Years earlier, Sato made his name in the exploitation industry with his 1987 film Rape: For Real, a tale of devilish debauchery the world had ne’er seen the likes of, and one that is still under international censorship to this day. Good times.

His 90’s venture is pretty grim, with some of the most nauseatingly realistic depictions of self-mutilation I think I’ve ever seen. The scene in which a young woman, driven mad by the pain-to-pleasure drug “MySon”, removes her own eyeball and proceeds to eat it gleefully is, to my recollection, the only scene in cinema that has ever actually made me feel physically sick. Exactly how it was done, I’m not sure, but it’s pretty darn convincing.

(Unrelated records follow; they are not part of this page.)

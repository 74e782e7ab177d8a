//! The directory tree: directories owning songs, playlists and child directories.
//!
//! Directories live in an arena owned by [`Tree`] and are addressed by
//! [`DirectoryId`]. A parent owns its children through its `children` list; the
//! `parent` field is only a back-reference. Removing a subtree frees its slots
//! and bumps their generation, so an id kept across the removal resolves to
//! nothing rather than to whatever reuses the slot.
//!
//! The tree itself does no locking. Callers sharing it go through
//! [`crate::SimpleDatabase::lock`].

use std::mem;

use crate::song::{Playlist, Song};

/// Deepest directory level below the root that [`Tree::add_child`] accepts.
/// Walks over the tree recurse once per level, so this also bounds their stack use.
pub const MAX_DEPTH: usize = 128;

/// Stable handle to a directory inside one [`Tree`].
#[derive(Debug, Clone, Copy, PartialEq, Eq, Hash)]
pub struct DirectoryId {
    index: u32,
    generation: u32,
}

/// One path segment of the library.
#[derive(Debug, Clone)]
pub struct Directory {
    name: String,
    parent: Option<DirectoryId>,
    children: Vec<DirectoryId>,
    songs: Vec<Song>,
    playlists: Vec<Playlist>,
    mtime: u64,
}

impl Directory {
    fn new(name: String, parent: Option<DirectoryId>) -> Self {
        Self {
            name,
            parent,
            children: Vec::new(),
            songs: Vec::new(),
            playlists: Vec::new(),
            mtime: 0,
        }
    }

    /// Path segment; empty only for the root.
    pub fn name(&self) -> &str {
        &self.name
    }

    pub fn parent(&self) -> Option<DirectoryId> {
        self.parent
    }

    pub fn is_root(&self) -> bool {
        self.parent.is_none()
    }

    pub fn children(&self) -> &[DirectoryId] {
        &self.children
    }

    pub fn songs(&self) -> &[Song] {
        &self.songs
    }

    pub fn playlists(&self) -> &[Playlist] {
        &self.playlists
    }

    /// Advisory modification time, seconds since the Unix epoch. Only scanners read it.
    pub fn mtime(&self) -> u64 {
        self.mtime
    }

    /// True when there is nothing below this directory at all.
    pub fn is_empty(&self) -> bool {
        self.children.is_empty() && self.songs.is_empty() && self.playlists.is_empty()
    }

    pub fn song(&self, uri: &str) -> Option<&Song> {
        self.songs.iter().find(|s| s.uri == uri)
    }

    pub fn playlist(&self, name: &str) -> Option<&Playlist> {
        self.playlists.iter().find(|p| p.name == name)
    }
}

#[derive(Debug)]
struct Slot {
    generation: u32,
    directory: Option<Directory>,
}

/// Arena of directories with exactly one root.
#[derive(Debug)]
pub struct Tree {
    slots: Vec<Slot>,
    free: Vec<u32>,
    root: DirectoryId,
}

impl Default for Tree {
    fn default() -> Self {
        Self::new()
    }
}

impl Tree {
    /// A tree holding only an empty root.
    pub fn new() -> Self {
        Self {
            slots: vec![Slot {
                generation: 0,
                directory: Some(Directory::new(String::new(), None)),
            }],
            free: Vec::new(),
            root: DirectoryId {
                index: 0,
                generation: 0,
            },
        }
    }

    pub fn root(&self) -> DirectoryId {
        self.root
    }

    /// Resolve an id. `None` once the directory has been removed.
    pub fn directory(&self, id: DirectoryId) -> Option<&Directory> {
        let slot = self.slots.get(id.index as usize)?;
        if slot.generation != id.generation {
            return None;
        }
        slot.directory.as_ref()
    }

    fn directory_mut(&mut self, id: DirectoryId) -> Option<&mut Directory> {
        let slot = self.slots.get_mut(id.index as usize)?;
        if slot.generation != id.generation {
            return None;
        }
        slot.directory.as_mut()
    }

    fn get_mut(&mut self, id: DirectoryId) -> Result<&mut Directory, TreeError> {
        self.directory_mut(id).ok_or(TreeError::StaleDirectory)
    }

    pub fn parent(&self, id: DirectoryId) -> Option<DirectoryId> {
        self.directory(id)?.parent
    }

    /// True when the root has no children, songs or playlists.
    pub fn is_empty(&self) -> bool {
        self.directory(self.root).map_or(true, Directory::is_empty)
    }

    /// Number of live directories, root included.
    pub fn directory_count(&self) -> usize {
        self.slots.iter().filter(|s| s.directory.is_some()).count()
    }

    /// Full URI of a directory: names from below the root down to it, joined by `/`.
    pub fn uri(&self, id: DirectoryId) -> Option<String> {
        let mut names = Vec::new();
        let mut current = self.directory(id)?;
        while let Some(parent) = current.parent {
            names.push(current.name.as_str());
            current = self.directory(parent)?;
        }
        names.reverse();
        Some(names.join("/"))
    }

    /// Number of ancestors: 0 for the root.
    pub fn depth(&self, id: DirectoryId) -> usize {
        let mut depth = 0;
        let mut current = self.parent(id);
        while let Some(parent) = current {
            depth += 1;
            current = self.parent(parent);
        }
        depth
    }

    pub fn child(&self, parent: DirectoryId, name: &str) -> Option<DirectoryId> {
        let dir = self.directory(parent)?;
        dir.children
            .iter()
            .copied()
            .find(|&c| self.directory(c).is_some_and(|d| d.name == name))
    }

    /// Create a new, empty child directory.
    pub fn add_child(&mut self, parent: DirectoryId, name: &str) -> Result<DirectoryId, TreeError> {
        validate_name(name)?;
        if self.directory(parent).is_none() {
            return Err(TreeError::StaleDirectory);
        }
        if self.child(parent, name).is_some() {
            return Err(TreeError::DuplicateDirectory(name.to_string()));
        }
        if self.depth(parent) >= MAX_DEPTH {
            return Err(TreeError::TooDeep(name.to_string()));
        }
        let id = self.alloc(Directory::new(name.to_string(), Some(parent)));
        self.get_mut(parent)?.children.push(id);
        Ok(id)
    }

    /// Walk `uri` from the root, creating missing directories on the way.
    pub fn ensure_directory(&mut self, uri: &str) -> Result<DirectoryId, TreeError> {
        let mut id = self.root;
        if uri.is_empty() {
            return Ok(id);
        }
        for segment in uri.split('/') {
            id = match self.child(id, segment) {
                Some(child) => child,
                None => self.add_child(id, segment)?,
            };
        }
        Ok(id)
    }

    /// Remove a child directory and everything below it. Returns false if there was none.
    pub fn remove_child(&mut self, parent: DirectoryId, name: &str) -> bool {
        let Some(child) = self.child(parent, name) else {
            return false;
        };
        if let Some(dir) = self.directory_mut(parent) {
            dir.children.retain(|&c| c != child);
        }
        self.release(child);
        true
    }

    pub fn add_song(&mut self, dir: DirectoryId, song: Song) -> Result<(), TreeError> {
        validate_name(&song.uri)?;
        let dir = self.get_mut(dir)?;
        if dir.song(&song.uri).is_some() {
            return Err(TreeError::DuplicateSong(song.uri));
        }
        dir.songs.push(song);
        Ok(())
    }

    pub fn remove_song(&mut self, dir: DirectoryId, uri: &str) -> Option<Song> {
        let dir = self.directory_mut(dir)?;
        let pos = dir.songs.iter().position(|s| s.uri == uri)?;
        Some(dir.songs.remove(pos))
    }

    pub fn add_playlist(&mut self, dir: DirectoryId, playlist: Playlist) -> Result<(), TreeError> {
        validate_name(&playlist.name)?;
        let dir = self.get_mut(dir)?;
        if dir.playlist(&playlist.name).is_some() {
            return Err(TreeError::DuplicatePlaylist(playlist.name));
        }
        dir.playlists.push(playlist);
        Ok(())
    }

    pub fn remove_playlist(&mut self, dir: DirectoryId, name: &str) -> Option<Playlist> {
        let dir = self.directory_mut(dir)?;
        let pos = dir.playlists.iter().position(|p| p.name == name)?;
        Some(dir.playlists.remove(pos))
    }

    pub fn set_mtime(&mut self, dir: DirectoryId, mtime: u64) -> Result<(), TreeError> {
        self.get_mut(dir)?.mtime = mtime;
        Ok(())
    }

    /// Resolve a `/`-separated directory URI. The empty string is the root.
    pub fn lookup_directory(&self, uri: &str) -> Option<DirectoryId> {
        let mut id = self.root;
        if uri.is_empty() {
            return Some(id);
        }
        for segment in uri.split('/') {
            id = self.child(id, segment)?;
        }
        Some(id)
    }

    /// Resolve a song by its full URI (directory URI plus the song's own URI).
    pub fn lookup_song(&self, uri: &str) -> Option<(DirectoryId, &Song)> {
        let (dir_uri, name) = uri.rsplit_once('/').unwrap_or(("", uri));
        let id = self.lookup_directory(dir_uri)?;
        let song = self.directory(id)?.song(name)?;
        Some((id, song))
    }

    /// Remove every directory that holds no songs or playlists, directly or below it.
    /// The root always stays.
    pub fn prune_empty(&mut self) {
        self.prune_from(self.root);
    }

    fn prune_from(&mut self, id: DirectoryId) {
        let Some(dir) = self.directory_mut(id) else {
            return;
        };
        let children = mem::take(&mut dir.children);
        let mut kept = Vec::with_capacity(children.len());
        for child in children {
            self.prune_from(child);
            if self.directory(child).is_some_and(Directory::is_empty) {
                self.release(child);
            } else {
                kept.push(child);
            }
        }
        if let Some(dir) = self.directory_mut(id) {
            dir.children = kept;
        }
    }

    /// Order children, songs and playlists of every directory by name (byte order).
    pub fn sort(&mut self) {
        self.sort_from(self.root);
    }

    fn sort_from(&mut self, id: DirectoryId) {
        let Some(dir) = self.directory_mut(id) else {
            return;
        };
        dir.songs.sort_by(|a, b| a.uri.cmp(&b.uri));
        dir.playlists.sort_by(|a, b| a.name.cmp(&b.name));
        let mut children = mem::take(&mut dir.children);
        children.sort_by(|&a, &b| self.name_of(a).cmp(self.name_of(b)));
        for &child in &children {
            self.sort_from(child);
        }
        if let Some(dir) = self.directory_mut(id) {
            dir.children = children;
        }
    }

    fn name_of(&self, id: DirectoryId) -> &str {
        self.directory(id).map_or("", Directory::name)
    }

    fn alloc(&mut self, directory: Directory) -> DirectoryId {
        if let Some(index) = self.free.pop() {
            let slot = &mut self.slots[index as usize];
            slot.directory = Some(directory);
            return DirectoryId {
                index,
                generation: slot.generation,
            };
        }
        let index = u32::try_from(self.slots.len()).unwrap_or(u32::MAX);
        self.slots.push(Slot {
            generation: 0,
            directory: Some(directory),
        });
        DirectoryId {
            index,
            generation: 0,
        }
    }

    /// Free `id` and its whole subtree. The caller unlinks it from its parent.
    fn release(&mut self, id: DirectoryId) {
        let Some(slot) = self.slots.get_mut(id.index as usize) else {
            return;
        };
        if slot.generation != id.generation {
            return;
        }
        let Some(dir) = slot.directory.take() else {
            return;
        };
        slot.generation = slot.generation.wrapping_add(1);
        self.free.push(id.index);
        for child in dir.children {
            self.release(child);
        }
    }
}

/// Append one segment to a directory URI. The root's URI is the empty string.
pub(crate) fn join_uri(parent: &str, name: &str) -> String {
    if parent.is_empty() {
        name.to_string()
    } else {
        format!("{parent}/{name}")
    }
}

/// Names are single path segments: non-empty, no `/`, no line breaks.
pub(crate) fn validate_name(name: &str) -> Result<(), TreeError> {
    if name.is_empty() || name.contains(['/', '\n', '\r']) {
        return Err(TreeError::InvalidName(name.to_string()));
    }
    Ok(())
}


#[derive(Debug, PartialEq, Eq, thiserror::Error)]
pub enum TreeError {
    #[error("invalid name: {0:?}")]
    InvalidName(String),
    #[error("duplicate directory: {0}")]
    DuplicateDirectory(String),
    #[error("duplicate song: {0}")]
    DuplicateSong(String),
    #[error("duplicate playlist: {0}")]
    DuplicatePlaylist(String),
    #[error("directory nested too deeply: {0}")]
    TooDeep(String),
    #[error("directory no longer exists")]
    StaleDirectory,
}
//! The database: one tree behind one lock, loaded from and saved to one file.
//!
//! [`SimpleDatabase::open`] tries to load the backing file. If that fails (file
//! missing, corrupt, unreadable) it checks that the file could at least be
//! created or rewritten, and if so starts with an empty tree. Only when the
//! path is unusable does opening fail.

use std::fs::{self, OpenOptions};
use std::io;
use std::path::{Path, PathBuf};
use std::sync::atomic::{AtomicU64, Ordering};
use std::sync::{Mutex, MutexGuard, PoisonError};
use std::time::{Duration, SystemTime, UNIX_EPOCH};

use tracing::{debug, info, warn};

use crate::config::{ConfigError, DatabaseConfig};
use crate::song::Song;
use crate::store::{self, ParseError, StoreError};
use crate::tree::{DirectoryId, Tree};
use crate::visit::{Selection, VisitError};

/// Lock a tree, carrying on if a previous holder panicked.
///
/// Core code never leaves the tree half-mutated across a panic point, so a
/// poisoned lock only means some visitor callback panicked.
pub(crate) fn lock_tree(tree: &Mutex<Tree>) -> MutexGuard<'_, Tree> {
    tree.lock().unwrap_or_else(PoisonError::into_inner)
}

/// Song database kept in memory and persisted to a single text file.
#[derive(Debug)]
pub struct SimpleDatabase {
    path: PathBuf,
    tree: Mutex<Tree>,
    /// Held for a whole save, so saves land on disk in the order they rendered.
    saving: Mutex<()>,
    /// Seconds since the epoch of the last successful load or save; 0 means never.
    mtime: AtomicU64,
}

impl SimpleDatabase {
    /// Name under which this backend is selected in the configuration.
    pub const PLUGIN_NAME: &'static str = "simple";

    /// Validate the configuration. The tree stays empty until [`open`](Self::open).
    pub fn configure(config: &DatabaseConfig) -> Result<Self, DbError> {
        let path = config.database_path()?;
        Ok(Self {
            path,
            tree: Mutex::new(Tree::new()),
            saving: Mutex::new(()),
            mtime: AtomicU64::new(0),
        })
    }

    pub fn path(&self) -> &Path {
        &self.path
    }

    /// Time of the last successful load or save, taken from the file.
    pub fn mtime(&self) -> Option<SystemTime> {
        match self.mtime.load(Ordering::Acquire) {
            0 => None,
            secs => Some(UNIX_EPOCH + Duration::from_secs(secs)),
        }
    }

    /// Check that the backing file can be read and written, or created if it is missing.
    pub fn check(&self) -> Result<(), DbError> {
        let path = &self.path;
        let Ok(meta) = fs::metadata(path) else {
            return check_parent(path);
        };
        if !meta.is_file() {
            return Err(DbError::io(format!(
                "db file \"{}\" is not a regular file",
                path.display()
            )));
        }
        OpenOptions::new()
            .read(true)
            .write(true)
            .open(path)
            .map(drop)
            .map_err(|e| {
                DbError::io_source(
                    format!("can't open db file \"{}\" for reading/writing", path.display()),
                    e,
                )
            })
    }

    /// Load the backing file, falling back to an empty tree when the file is
    /// unusable but the path could still be written.
    pub fn open(&mut self) -> Result<(), DbError> {
        *self.tree.get_mut().unwrap_or_else(PoisonError::into_inner) = Tree::new();
        self.mtime.store(0, Ordering::Release);

        if let Err(error) = self.load() {
            warn!(
                path = %self.path.display(),
                error = &error as &dyn std::error::Error,
                "failed to load database"
            );
            self.check()?;
            *self.tree.get_mut().unwrap_or_else(PoisonError::into_inner) = Tree::new();
        }
        Ok(())
    }

    /// Replace the tree with the backing file's contents. On failure the current
    /// tree is left untouched.
    pub fn load(&self) -> Result<(), DbError> {
        let tree = store::load_file(&self.path).map_err(|e| match e {
            StoreError::Io(source) => DbError::io_source(
                format!("failed to open database file \"{}\"", self.path.display()),
                source,
            ),
            StoreError::Parse(source) => DbError::Parse {
                path: self.path.clone(),
                source,
            },
        })?;
        let directories = tree.directory_count();
        *lock_tree(&self.tree) = tree;
        self.record_mtime();
        info!(path = %self.path.display(), directories, "database loaded");
        Ok(())
    }

    /// Drop empty directories, sort everything, and write the file.
    ///
    /// Pruning and sorting stay in effect even if the write fails; the file then
    /// keeps its previous contents.
    pub fn save(&self) -> Result<(), DbError> {
        let _saving = self.saving.lock().unwrap_or_else(PoisonError::into_inner);
        let data = {
            let mut tree = lock_tree(&self.tree);
            debug!("removing empty directories from database");
            tree.prune_empty();
            debug!("sorting database");
            tree.sort();
            store::render(&tree)
        };
        let data = data.map_err(|e| DbError::io_source("failed to serialize database", e))?;

        debug!(path = %self.path.display(), bytes = data.len(), "writing database");
        store::write_atomic(&self.path, &data).map_err(|e| {
            DbError::io_source(
                format!("unable to write to db file \"{}\"", self.path.display()),
                e,
            )
        })?;
        self.record_mtime();
        info!(path = %self.path.display(), "database saved");
        Ok(())
    }

    /// Release the tree. Consumes the database so it cannot be queried afterwards.
    pub fn close(self) {
        debug!(path = %self.path.display(), "closing database");
    }

    /// Exclusive access to the tree, for code that mutates it (scanners, updaters).
    ///
    /// Do not hold the guard while calling other methods of this database.
    pub fn lock(&self) -> MutexGuard<'_, Tree> {
        lock_tree(&self.tree)
    }

    /// Song at `uri` (directory URI plus the song's own URI).
    pub fn get_song(&self, uri: &str) -> Result<Song, DbError> {
        self.find_song(uri)
            .ok_or_else(|| DbError::SongNotFound(uri.to_string()))
    }

    /// Like [`get_song`](Self::get_song) for callers only probing for existence.
    pub fn find_song(&self, uri: &str) -> Option<Song> {
        let tree = self.lock();
        tree.lookup_song(uri).map(|(_, song)| song.clone())
    }

    pub fn lookup_directory(&self, uri: &str) -> Option<DirectoryId> {
        self.lock().lookup_directory(uri)
    }

    /// Run `selection` against the tree. Stops at the first failing visitor.
    pub fn visit(&self, selection: Selection<'_>) -> Result<(), DbError> {
        debug!(uri = selection.uri(), recursive = selection.is_recursive(), "visiting");
        selection.run(&self.tree)
    }

    fn record_mtime(&self) {
        let secs = fs::metadata(&self.path)
            .and_then(|m| m.modified())
            .ok()
            .and_then(|t| t.duration_since(UNIX_EPOCH).ok())
            .map(|d| d.as_secs());
        if let Some(secs) = secs {
            self.mtime.store(secs.max(1), Ordering::Release);
        }
    }
}

/// The file does not exist: its directory must exist and accept new files.
fn check_parent(path: &Path) -> Result<(), DbError> {
    let parent = match path.parent() {
        Some(p) if !p.as_os_str().is_empty() => p,
        _ => Path::new("."),
    };
    let meta = fs::metadata(parent).map_err(|e| {
        DbError::io_source(
            format!("couldn't stat parent directory of db file \"{}\"", path.display()),
            e,
        )
    })?;
    if !meta.is_dir() {
        return Err(DbError::io(format!(
            "couldn't create db file \"{}\" because the parent path is not a directory",
            path.display()
        )));
    }
    tempfile::tempfile_in(parent).map(drop).map_err(|e| {
        DbError::io_source(
            format!("can't create db file in \"{}\"", parent.display()),
            e,
        )
    })
}


#[derive(Debug, thiserror::Error)]
pub enum DbError {
    #[error(transparent)]
    Config(#[from] ConfigError),
    #[error("{message}")]
    Io {
        message: String,
        source: Option<io::Error>,
    },
    #[error("failed to parse database file \"{}\"", .path.display())]
    Parse { path: PathBuf, source: ParseError },
    #[error("no such song: {0}")]
    SongNotFound(String),
    #[error("no such directory: {0}")]
    DirectoryNotFound(String),
    #[error("visitor failed")]
    Visitor(#[from] VisitError),
}

impl DbError {
    fn io(message: String) -> Self {
        Self::Io {
            message,
            source: None,
        }
    }

    fn io_source(context: impl Into<String>, source: io::Error) -> Self {
        Self::Io {
            message: context.into(),
            source: Some(source),
        }
    }

    pub fn is_not_found(&self) -> bool {
        matches!(self, Self::SongNotFound(_) | Self::DirectoryNotFound(_))
    }
}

But I’m probably jumping ahead a little, so here’s a run down of the story; young genius Eiji Kure (played with a wonderful innocence by Sadao Abe) concocts a formula that can convert feelings of sadness or pain into joy, with which he hopes to end world suffering. Unfortunately, the drug has somewhat psychotic side-effects, driving his test subjects insane with ecstasy, causing one, in a scene rather reminiscent of many of Takeshi Miike’s films, to turn herself into a human pincushion. The second, as I have mentioned, literally eats herself to death, whilst the third becomes a psychotic serial killer, relishing in the pain of others. It’s all good fun.

Behind all the grotesque, however, there is a rather smart existential message about not only the dangers of “world changing” ideals, but the lengths the human race goes to for pleasure. At least I think there is. If not, it’s just a bloody grim piece of exploitation. I’ll leave it to you to decide. If you can stomach it.